> _PROBLEM TO SOLVE_
Everything from the line containing "joined by spaces" to the close of the listing below should be retyped exactly, and nothing before it.

------------

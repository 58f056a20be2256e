//! PDF fixtures built in memory for tests
//!
//! Compiled into unit tests, and for other crates' tests through the
//! `test-support` feature.

use crate::engine::{PageSize, US_LETTER};
use lopdf::content::{Content, Operation};
use lopdf::{Dictionary, Document, Object, ObjectId, Stream};

fn font_resources() -> Object {
    let font = Dictionary::from_iter(vec![
        ("Type", Object::Name(b"Font".to_vec())),
        ("Subtype", Object::Name(b"Type1".to_vec())),
        ("BaseFont", Object::Name(b"Times-Roman".to_vec())),
    ]);
    let mut fonts = Dictionary::new();
    fonts.set("F1", Object::Dictionary(font));
    let mut resources = Dictionary::new();
    resources.set("Font", Object::Dictionary(fonts));
    Object::Dictionary(resources)
}

fn letter_box() -> Object {
    media_box(US_LETTER)
}

fn media_box(size: PageSize) -> Object {
    Object::Array(vec![
        Object::Integer(0),
        Object::Integer(0),
        Object::Real(size.width as f32),
        Object::Real(size.height as f32),
    ])
}

/// Content stream id for a page that shows "Page N"
fn page_content(doc: &mut Document, page_number: usize) -> ObjectId {
    let content = Content {
        operations: vec![
            Operation::new("BT", vec![]),
            Operation::new("Tf", vec![Object::Name(b"F1".to_vec()), Object::Integer(12)]),
            Operation::new("Td", vec![Object::Integer(100), Object::Integer(700)]),
            Operation::new(
                "Tj",
                vec![Object::String(
                    format!("Page {}", page_number).into_bytes(),
                    lopdf::StringFormat::Literal,
                )],
            ),
            Operation::new("ET", vec![]),
        ],
    };
    doc.add_object(Stream::new(Dictionary::new(), content.encode().unwrap()))
}

fn finish(mut doc: Document, pages_id: ObjectId) -> Vec<u8> {
    let catalog = Dictionary::from_iter(vec![
        ("Type", Object::Name(b"Catalog".to_vec())),
        ("Pages", Object::Reference(pages_id)),
    ]);
    let catalog_id = doc.add_object(catalog);
    doc.trailer.set("Root", Object::Reference(catalog_id));

    let mut buffer = Vec::new();
    doc.save_to(&mut buffer).unwrap();
    buffer
}

/// A US Letter PDF whose page N shows the text "Page N"
pub fn create_test_pdf(num_pages: usize) -> Vec<u8> {
    create_sized_pdf(&vec![US_LETTER; num_pages])
}

/// One page per entry of `sizes`; page N shows the text "Page N"
pub fn create_sized_pdf(sizes: &[PageSize]) -> Vec<u8> {
    let mut doc = Document::with_version("1.7");
    let pages_id = doc.new_object_id();

    let mut page_ids = Vec::new();
    for (i, &size) in sizes.iter().enumerate() {
        let content_id = page_content(&mut doc, i + 1);
        let page = Dictionary::from_iter(vec![
            ("Type", Object::Name(b"Page".to_vec())),
            ("Parent", Object::Reference(pages_id)),
            ("MediaBox", media_box(size)),
            ("Resources", font_resources()),
            ("Contents", Object::Reference(content_id)),
        ]);
        page_ids.push(doc.add_object(page));
    }

    let pages = Dictionary::from_iter(vec![
        ("Type", Object::Name(b"Pages".to_vec())),
        ("Count", Object::Integer(sizes.len() as i64)),
        (
            "Kids",
            Object::Array(page_ids.iter().map(|id| Object::Reference(*id)).collect()),
        ),
    ]);
    doc.objects.insert(pages_id, Object::Dictionary(pages));
    finish(doc, pages_id)
}

/// Two pages under a nested tree. The second page inherits a 300x400
/// MediaBox, its resources and a 90 degree rotation from the root node.
pub fn create_nested_pdf() -> Vec<u8> {
    let mut doc = Document::with_version("1.7");
    let root_id = doc.new_object_id();
    let branch_id = doc.new_object_id();

    let first_content = page_content(&mut doc, 1);
    let first = doc.add_object(Dictionary::from_iter(vec![
        ("Type", Object::Name(b"Page".to_vec())),
        ("Parent", Object::Reference(root_id)),
        ("MediaBox", letter_box()),
        ("Contents", Object::Reference(first_content)),
    ]));

    let second_content = page_content(&mut doc, 2);
    let second = doc.add_object(Dictionary::from_iter(vec![
        ("Type", Object::Name(b"Page".to_vec())),
        ("Parent", Object::Reference(branch_id)),
        ("Contents", Object::Reference(second_content)),
    ]));

    let branch = Dictionary::from_iter(vec![
        ("Type", Object::Name(b"Pages".to_vec())),
        ("Parent", Object::Reference(root_id)),
        ("Count", Object::Integer(1)),
        ("Kids", Object::Array(vec![Object::Reference(second)])),
    ]);
    doc.objects.insert(branch_id, Object::Dictionary(branch));

    let root = Dictionary::from_iter(vec![
        ("Type", Object::Name(b"Pages".to_vec())),
        ("Count", Object::Integer(2)),
        (
            "Kids",
            Object::Array(vec![Object::Reference(first), Object::Reference(branch_id)]),
        ),
        (
            "MediaBox",
            Object::Array(vec![
                Object::Integer(0),
                Object::Integer(0),
                Object::Integer(300),
                Object::Integer(400),
            ]),
        ),
        ("Resources", font_resources()),
        ("Rotate", Object::Integer(90)),
    ]);
    doc.objects.insert(root_id, Object::Dictionary(root));
    finish(doc, root_id)
}

/// Decoded content operations of the page at zero-based `index`
pub fn page_operations(doc: &Document, index: usize) -> Vec<Operation> {
    let page_id = doc.get_pages()[&(index as u32 + 1)];
    let bytes = doc.get_page_content(page_id).unwrap();
    Content::decode(&bytes).unwrap().operations
}

/// Every string shown with Tj on a page, joined by spaces
pub fn page_text(doc: &Document, index: usize) -> String {
    page_operations(doc, index)
        .iter()
        .filter(|op| op.operator == "Tj")
        .filter_map(|op| op.operands.first()?.as_str().ok())
        .map(|bytes| String::from_utf8_lossy(bytes).into_owned())
        .collect::<Vec<_>>()
        .join(" ")
}

pub fn number(object: &Object) -> f32 {
    match object {
        Object::Integer(i) => *i as f32,
        Object::Real(r) => *r,
        other => panic!("expected a number, got {:?}", other),
    }
}

/// Strings shown with Tj on the 1-based `page_number` of a saved PDF
pub fn shown_strings(bytes: &[u8], page_number: usize) -> Vec<String> {
    let doc = Document::load_mem(bytes).unwrap();
    page_operations(&doc, page_number - 1)
        .iter()
        .filter(|op| op.operator == "Tj")
        .filter_map(|op| op.operands.first()?.as_str().ok())
        .map(|s| String::from_utf8_lossy(s).into_owned())
        .collect()
}

/// (x, y) of every text matrix set on the 1-based `page_number` of a saved PDF
pub fn text_origins(bytes: &[u8], page_number: usize) -> Vec<(f64, f64)> {
    let doc = Document::load_mem(bytes).unwrap();
    page_operations(&doc, page_number - 1)
        .iter()
        .filter(|op| op.operator == "Tm")
        .map(|op| (number(&op.operands[4]) as f64, number(&op.operands[5]) as f64))
        .collect()
}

------------

> _SOLVED PROBLEM_
/// Every string shown with Tj on a page, joined by spaces
pub fn page_text(doc: &Document, index: usize) -> String {
    page_operations(doc, index)
        .iter()
        .filter(|op| op.operator == "Tj")
        .filter_map(|op| op.operands.first()?.as_str().ok())
        .map(|bytes| String::from_utf8_lossy(bytes).into_owned())
        .collect::<Vec<_>>()
        .join(" ")
}

pub fn number(object: &Object) -> f32 {
    match object {
        Object::Integer(i) => *i as f32,
        Object::Real(r) => *r,
        other => panic!("expected a number, got {:?}", other),
    }
}

/// Strings shown with Tj on the 1-based `page_number` of a saved PDF
pub fn shown_strings(bytes: &[u8], page_number: usize) -> Vec<String> {
    let doc = Document::load_mem(bytes).unwrap();
    page_operations(&doc, page_number - 1)
        .iter()
        .filter(|op| op.operator == "Tj")
        .filter_map(|op| op.operands.first()?.as_str().ok())
        .map(|s| String::from_utf8_lossy(s).into_owned())
        .collect()
}

/// (x, y) of every text matrix set on the 1-based `page_number` of a saved PDF
pub fn text_origins(bytes: &[u8], page_number: usize) -> Vec<(f64, f64)> {
    let doc = Document::load_mem(bytes).unwrap();
    page_operations(&doc, page_number - 1)
        .iter()
        .filter(|op| op.operator == "Tm")
        .map(|op| (number(&op.operands[4]) as f64, number(&op.operands[5]) as f64))
        .collect()
}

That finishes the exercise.